EXERCISE BRIEF. For the listing below, count the lines that contain "when" and report only the number.

PROVIDED MATERIAL.
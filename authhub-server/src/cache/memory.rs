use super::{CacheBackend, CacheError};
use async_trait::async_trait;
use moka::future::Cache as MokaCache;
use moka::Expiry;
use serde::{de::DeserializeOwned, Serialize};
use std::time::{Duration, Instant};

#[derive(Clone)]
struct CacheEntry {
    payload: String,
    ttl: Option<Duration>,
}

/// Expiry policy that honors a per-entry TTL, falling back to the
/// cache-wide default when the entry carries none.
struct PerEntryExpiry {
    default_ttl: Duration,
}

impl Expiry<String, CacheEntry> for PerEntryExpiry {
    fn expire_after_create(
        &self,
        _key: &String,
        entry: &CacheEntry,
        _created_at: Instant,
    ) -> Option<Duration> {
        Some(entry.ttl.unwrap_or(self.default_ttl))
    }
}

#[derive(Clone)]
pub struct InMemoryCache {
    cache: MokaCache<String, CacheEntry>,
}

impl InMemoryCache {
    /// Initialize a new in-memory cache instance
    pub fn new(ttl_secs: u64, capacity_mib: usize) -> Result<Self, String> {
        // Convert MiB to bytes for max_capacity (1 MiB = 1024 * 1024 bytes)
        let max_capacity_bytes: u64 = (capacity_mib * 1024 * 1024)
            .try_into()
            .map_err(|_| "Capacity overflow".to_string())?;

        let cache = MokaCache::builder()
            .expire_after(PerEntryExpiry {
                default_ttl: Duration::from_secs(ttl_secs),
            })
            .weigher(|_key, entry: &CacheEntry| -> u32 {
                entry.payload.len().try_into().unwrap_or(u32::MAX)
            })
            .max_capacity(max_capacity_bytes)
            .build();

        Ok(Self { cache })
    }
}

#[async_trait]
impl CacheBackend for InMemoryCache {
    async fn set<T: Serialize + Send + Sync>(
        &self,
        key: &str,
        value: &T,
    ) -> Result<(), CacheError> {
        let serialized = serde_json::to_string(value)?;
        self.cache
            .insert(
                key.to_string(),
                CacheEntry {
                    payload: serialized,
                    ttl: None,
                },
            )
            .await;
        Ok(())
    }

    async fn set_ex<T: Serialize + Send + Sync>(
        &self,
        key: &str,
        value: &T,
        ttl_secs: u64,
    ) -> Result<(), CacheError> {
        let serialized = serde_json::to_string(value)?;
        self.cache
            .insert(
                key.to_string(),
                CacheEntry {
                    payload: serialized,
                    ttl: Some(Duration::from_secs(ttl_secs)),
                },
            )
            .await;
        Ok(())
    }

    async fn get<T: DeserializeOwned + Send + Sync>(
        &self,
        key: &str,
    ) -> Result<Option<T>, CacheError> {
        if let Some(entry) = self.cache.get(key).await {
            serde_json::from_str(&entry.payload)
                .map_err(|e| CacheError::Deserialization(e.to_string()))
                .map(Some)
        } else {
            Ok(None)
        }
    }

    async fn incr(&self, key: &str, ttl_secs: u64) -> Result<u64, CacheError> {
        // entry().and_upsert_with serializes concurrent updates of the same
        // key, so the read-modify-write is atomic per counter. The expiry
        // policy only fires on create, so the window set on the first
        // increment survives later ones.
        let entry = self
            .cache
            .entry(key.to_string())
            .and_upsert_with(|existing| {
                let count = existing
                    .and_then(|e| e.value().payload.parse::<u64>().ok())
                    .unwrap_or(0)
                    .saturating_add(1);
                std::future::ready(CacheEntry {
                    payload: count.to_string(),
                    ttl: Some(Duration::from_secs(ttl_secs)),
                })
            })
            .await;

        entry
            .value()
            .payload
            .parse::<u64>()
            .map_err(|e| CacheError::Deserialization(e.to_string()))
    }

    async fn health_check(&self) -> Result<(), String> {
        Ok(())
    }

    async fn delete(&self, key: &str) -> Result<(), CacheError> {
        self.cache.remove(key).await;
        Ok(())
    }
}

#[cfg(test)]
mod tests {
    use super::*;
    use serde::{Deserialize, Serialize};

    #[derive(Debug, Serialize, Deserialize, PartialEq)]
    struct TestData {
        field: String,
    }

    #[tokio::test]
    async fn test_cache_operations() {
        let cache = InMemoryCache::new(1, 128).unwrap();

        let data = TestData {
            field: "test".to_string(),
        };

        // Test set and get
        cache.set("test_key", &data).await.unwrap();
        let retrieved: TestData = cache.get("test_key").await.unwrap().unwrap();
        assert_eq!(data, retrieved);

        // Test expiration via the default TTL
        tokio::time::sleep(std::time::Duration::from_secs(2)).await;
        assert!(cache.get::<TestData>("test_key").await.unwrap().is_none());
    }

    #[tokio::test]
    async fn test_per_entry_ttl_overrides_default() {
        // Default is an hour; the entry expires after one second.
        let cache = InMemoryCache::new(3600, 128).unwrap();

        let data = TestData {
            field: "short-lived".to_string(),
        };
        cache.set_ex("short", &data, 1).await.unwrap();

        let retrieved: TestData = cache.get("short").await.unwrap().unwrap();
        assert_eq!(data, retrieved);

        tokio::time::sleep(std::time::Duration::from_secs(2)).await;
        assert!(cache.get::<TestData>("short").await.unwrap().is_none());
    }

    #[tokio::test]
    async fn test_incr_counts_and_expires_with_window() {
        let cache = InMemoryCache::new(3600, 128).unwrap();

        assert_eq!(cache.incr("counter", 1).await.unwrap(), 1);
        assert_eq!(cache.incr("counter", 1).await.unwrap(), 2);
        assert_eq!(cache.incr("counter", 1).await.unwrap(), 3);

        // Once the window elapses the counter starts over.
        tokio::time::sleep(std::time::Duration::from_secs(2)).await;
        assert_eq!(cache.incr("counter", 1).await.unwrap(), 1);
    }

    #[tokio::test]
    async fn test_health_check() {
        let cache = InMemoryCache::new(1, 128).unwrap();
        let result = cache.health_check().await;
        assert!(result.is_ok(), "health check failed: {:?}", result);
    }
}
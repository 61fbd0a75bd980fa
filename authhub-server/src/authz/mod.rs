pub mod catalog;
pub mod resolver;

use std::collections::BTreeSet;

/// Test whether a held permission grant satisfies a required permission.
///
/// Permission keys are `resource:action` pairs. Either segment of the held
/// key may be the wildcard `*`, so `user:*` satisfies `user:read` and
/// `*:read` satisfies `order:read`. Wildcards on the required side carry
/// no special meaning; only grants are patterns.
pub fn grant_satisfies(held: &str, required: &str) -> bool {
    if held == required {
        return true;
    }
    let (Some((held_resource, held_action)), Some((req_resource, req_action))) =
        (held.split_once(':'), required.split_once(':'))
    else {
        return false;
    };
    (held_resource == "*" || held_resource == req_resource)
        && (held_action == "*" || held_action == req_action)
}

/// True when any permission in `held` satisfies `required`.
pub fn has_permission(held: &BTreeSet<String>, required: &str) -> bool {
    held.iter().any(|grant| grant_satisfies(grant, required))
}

EXERCISE OUTPUT. 2